なぜ、勝手に30年後といってしまったかというと(映画の名なかでは明確にしていない)、これは完全に「バック・トゥ・ザ・フューチャー」だからで、あれも1985年から55年に戻る、そのタイムギャップがちょうどいいのが30年だからですね。

だから30年後ひろしとみさえの変わり様に場内の子供たち大爆笑であった。そしてタイムパラドックス的にいうと未来でも過去でも自分に逢うのはよくないのだが、しんちゃんはお構いないのところがイイ!未来の自分に幻滅にながら、現在の自分が未来の自分を励まし、変えていこうとする。

ただ、しんちゃんの面白いところは全員『未来を見てしまって、自分はああなるんだ』などと決して思わないこと、だって未来の花嫁を普通5歳で知ったらつまらんでしょ。でもそこがないのがしんちゃんのよいところ。あ〜、面白かったでいいのである。

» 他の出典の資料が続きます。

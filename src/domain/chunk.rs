// ============================================================
// Layer 3 — Chunk Domain Type
// ============================================================
// A bounded span of extracted document text plus the metadata
// derived from it during extraction. Produced once by the
// extractor; read-only afterwards.

use serde::{Deserialize, Serialize};

/// Flags and hints derived from a chunk's text at extraction time.
#[derive(Debug, Clone, Default, PartialEq, Serialize, Deserialize)]
pub struct ChunkMetadata {
    /// Title of the paper this chunk came from (for traceability)
    pub source_title: String,

    pub contains_method: bool,
    pub contains_results: bool,
    pub contains_experiment: bool,
    pub contains_figures: bool,

    /// Rough page number the chunk starts on (1-based)
    pub page_estimate: u32,
}

/// One fragment of document text.
#[derive(Debug, Clone, PartialEq, Serialize, Deserialize)]
pub struct Chunk {
    pub text: String,
    pub metadata: ChunkMetadata,
}

impl Chunk {
    pub fn new(text: impl Into<String>, metadata: ChunkMetadata) -> Self {
        Self { text: text.into(), metadata }
    }

    /// A chunk with default metadata and the given source title.
    pub fn from_source(text: impl Into<String>, source_title: impl Into<String>) -> Self {
        Self::new(
            text,
            ChunkMetadata { source_title: source_title.into(), ..Default::default() },
        )
    }

    /// The first `max_chars` characters of the text, with "..." appended
    /// when the text was cut. Used for excerpts in answers and reports.
    pub fn excerpt(&self, max_chars: usize) -> String {
        let mut chars = self.text.chars();
        let head: String = chars.by_ref().take(max_chars).collect();
        if chars.next().is_some() {
            format!("{head}...")
        } else {
            head
        }
    }
}

/// Optional restriction applied by the similarity index before ranking.
/// `None` fields are unconstrained.
#[derive(Debug, Clone, Default, PartialEq, Serialize, Deserialize)]
pub struct MetadataFilter {
    #[serde(default)]
    pub contains_method: Option<bool>,
    #[serde(default)]
    pub contains_results: Option<bool>,
    #[serde(default)]
    pub contains_experiment: Option<bool>,
    #[serde(default)]
    pub contains_figures: Option<bool>,
}

impl MetadataFilter {
    pub fn matches(&self, meta: &ChunkMetadata) -> bool {
        let check = |want: Option<bool>, have: bool| want.map_or(true, |w| w == have);
        check(self.contains_method, meta.contains_method)
            && check(self.contains_results, meta.contains_results)
            && check(self.contains_experiment, meta.contains_experiment)
            && check(self.contains_figures, meta.contains_figures)
    }
}

// ─── Unit Tests ───────────────────────────────────────────────────────────────
#[cfg(test)]
mod tests {
    use super::*;

    #[test]
    fn test_excerpt_marks_truncation() {
        let c = Chunk::from_source("abcdef", "paper");
        assert_eq!(c.excerpt(3), "abc...");
        assert_eq!(c.excerpt(6), "abcdef");
        assert_eq!(c.excerpt(100), "abcdef");
    }

    #[test]
    fn test_excerpt_counts_chars_not_bytes() {
        let c = Chunk::from_source("ééé", "paper");
        assert_eq!(c.excerpt(2), "éé...");
    }

    #[test]
    fn test_empty_filter_matches_everything() {
        let meta = ChunkMetadata { contains_results: true, ..Default::default() };
        assert!(MetadataFilter::default().matches(&meta));
    }

    #[test]
    fn test_filter_requires_flag() {
        let filter = MetadataFilter { contains_results: Some(true), ..Default::default() };
        let with    = ChunkMetadata { contains_results: true, ..Default::default() };
        let without = ChunkMetadata::default();
        assert!(filter.matches(&with));
        assert!(!filter.matches(&without));
    }
}
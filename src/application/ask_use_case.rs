// ============================================================
// Layer 2 — Ask Use Case
// ============================================================
// Wires the concrete collaborators into a pipeline and answers
// one question:
//
//   PaperSource   → LocalCorpus or arXiv
//   TextExtractor → DocumentExtractor over a DownloadCache
//   IndexBuilder  → KeywordIndexBuilder (fresh index per run)
//   LanguageModel → ChatCompletionsClient
//
// The run config is validated here, before any collaborator
// is built.

use anyhow::Result;
use std::{path::PathBuf, sync::Arc};

use crate::application::discover_use_case::paper_source;
use crate::application::pipeline::{Pipeline, RunReport};
use crate::application::stages::{Collaborators, StageContext};
use crate::data::extractor::DocumentExtractor;
use crate::domain::config::RunConfig;
use crate::domain::error::PipelineError;
use crate::infra::download_cache::DownloadCache;
use crate::infra::llm_client::{ChatCompletionsClient, LlmSettings};
use crate::retrieval::index::KeywordIndexBuilder;

/// Where a run gets its papers and models from.
#[derive(Debug, Clone)]
pub struct AskOptions {
    /// Local corpus directory; arXiv when None
    pub corpus_dir: Option<PathBuf>,
    pub cache_dir: PathBuf,
    pub llm: LlmSettings,
}

pub struct AskUseCase {
    pipeline: Pipeline,
}

impl AskUseCase {
    pub fn new(config: RunConfig, options: AskOptions) -> Result<Self> {
        config.validate()?;

        let papers    = paper_source(options.corpus_dir.as_deref(), config.fetch_timeout())?;
        let cache     = Arc::new(DownloadCache::new(options.cache_dir, config.fetch_timeout())?);
        let extractor = Arc::new(DocumentExtractor::new(cache, &config));

        // Every LLM call is bounded by call_timeout_secs
        let llm_settings = LlmSettings { timeout: config.call_timeout(), ..options.llm };
        let llm = Arc::new(ChatCompletionsClient::new(
            llm_settings,
            config.max_hypotheses,
            config.max_expansions,
        )?);

        let collaborators = Collaborators {
            papers,
            extractor,
            index: Arc::new(KeywordIndexBuilder),
            llm,
        };

        tracing::debug!("Run config: {:?}", config);
        let pipeline = Pipeline::new(StageContext { collaborators, config });
        Ok(Self { pipeline })
    }

    pub async fn answer(&self, question: &str) -> Result<RunReport, PipelineError> {
        self.pipeline.run_traced(question).await
    }
}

よって、2本の毎年の対決は、今年は「しんちゃん」の勝ち!

でも「しんちゃん」のエンドクレジットみて「あっ!」と思ってしまった。原作者の臼井義人氏への謝辞が出てきたのである。そうだった臼井さんが亡くなってはじめての映画版公開だったのだよね。それをすっかり忘れてしまっていた自分を責めながらも、今回の面白さは臼井さんのDNAをしっかり映画スタッフが引き継いでいてくれた結果だとわかったので嬉しくなってしまったのであった。